North Korea says US -South Korea drills bring war closer

Saturday, 27 November 2010 00:01 -     - {{hitsCtrl.values.hits}}

PAJU, South Korea (Reuters) - North Korea said on Friday that impending military exercises by the South and the United States were pushing the region towards war, days after it launched its heaviest bombardment since the 1950-53 Korean War.

North Korean shells rained down on the small South Korean island of Yeonpyeong on Tuesday, killing four people and destroying dozens of houses. The North said it was responding to live fire from the South into its waters.



“The situation on the Korean peninsula is inching closer to the brink of war due to the reckless plan of those trigger-happy elements to stage again war exercises targeted against the (North),” the North’s official KCNA news agency said.

“...The army and people of the DPRK (North Korea) are now greatly enraged at the provocation of the puppet group (South Korea) while getting fully ready to give a shower of dreadful fire and blow up the bulwark of the enemies if they dare to encroach again upon the DPRK’s dignity and sovereignty even in the least.”

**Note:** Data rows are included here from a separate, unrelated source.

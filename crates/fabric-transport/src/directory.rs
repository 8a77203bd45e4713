//! Two-key peer directory.
//!
//! Client calls name a peer by its socket address; completion events only
//! carry the sender's instance id. Both indices point at connection ids in
//! the connection arena and are guarded by separate locks.
//!
//! One instance can hold an inbound and an outbound connection at once, so
//! the instance index keeps every id in insertion order and resolves to the
//! newest one still present.

use std::collections::HashMap;
use std::net::SocketAddr;

use parking_lot::Mutex;

use crate::nic::InstanceId;

/// Stable id of a connection in the arena.
pub type ConnId = u64;

#[derive(Debug, Default)]
pub struct PeerDirectory {
    by_addr: Mutex<HashMap<SocketAddr, ConnId>>,
    by_instance: Mutex<HashMap<InstanceId, Vec<ConnId>>>,
}

impl PeerDirectory {
    pub fn new() -> Self {
        Self::default()
    }

    /// Inserts under both keys.
    pub fn insert(&self, addr: SocketAddr, instance: InstanceId, id: ConnId) {
        self.by_addr.lock().insert(addr, id);
        let mut by_instance = self.by_instance.lock();
        let ids = by_instance.entry(instance).or_default();
        ids.retain(|&known| known != id);
        ids.push(id);
    }

    /// Removes both keys if they still map to `id`.
    pub fn remove(&self, addr: SocketAddr, instance: InstanceId, id: ConnId) {
        {
            let mut by_addr = self.by_addr.lock();
            if by_addr.get(&addr) == Some(&id) {
                by_addr.remove(&addr);
            }
        }
        let mut by_instance = self.by_instance.lock();
        if let Some(ids) = by_instance.get_mut(&instance) {
            ids.retain(|&known| known != id);
            if ids.is_empty() {
                by_instance.remove(&instance);
            }
        }
    }

    pub fn by_addr(&self, addr: &SocketAddr) -> Option<ConnId> {
        self.by_addr.lock().get(addr).copied()
    }

    pub fn by_instance(&self, instance: InstanceId) -> Option<ConnId> {
        self.by_instance
            .lock()
            .get(&instance)
            .and_then(|ids| ids.last())
            .copied()
    }

    pub fn len(&self) -> usize {
        self.by_addr.lock().len()
    }

    pub fn is_empty(&self) -> bool {
        self.len() == 0
    }

    pub fn clear(&self) {
        self.by_addr.lock().clear();
        self.by_instance.lock().clear();
    }
}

The aggressive language is typical of North Korean state-owned media, but the heightened tension was enough to depress the won as much as 2.2 percent. The stock market closed 1.3 percent down, in line with the wider region.

There was brief panic in the capital Seoul in the afternoon when television reported sounds of artillery fire near Yeonpyeong. But the military said the artillery fire was distant and no shells landed in South Korea. It appeared to be a North Korean drill.

“Investors are growing more jittery ahead of the joint military exercise,” said Kim Hyoung-ryoul, a market analyst at NH Investment & Securities. “The key concern is, whether North Korea will again take unforeseen, rash actions.”

South Korean media said President Lee Myung-bak would name a career military man to replace the defence minister, who resigned after criticism that the government was too slow to respond to Tuesday’s shelling. The government said it was still deciding.

The United States is sending in an aircraft carrier group led by the nuclear-powered USS George Washington to the Yellow Sea for the military exercises with South Korea starting on Sunday.

Planned before this week’s attack, the four-day manoeuvres are a show of strength which, besides enraging North Korea, have already unsettled China, its neighbour and major ally.

Washington is pressing China to rein in its ally North Korea to help ease tension in the world’s fastest-growing economic region.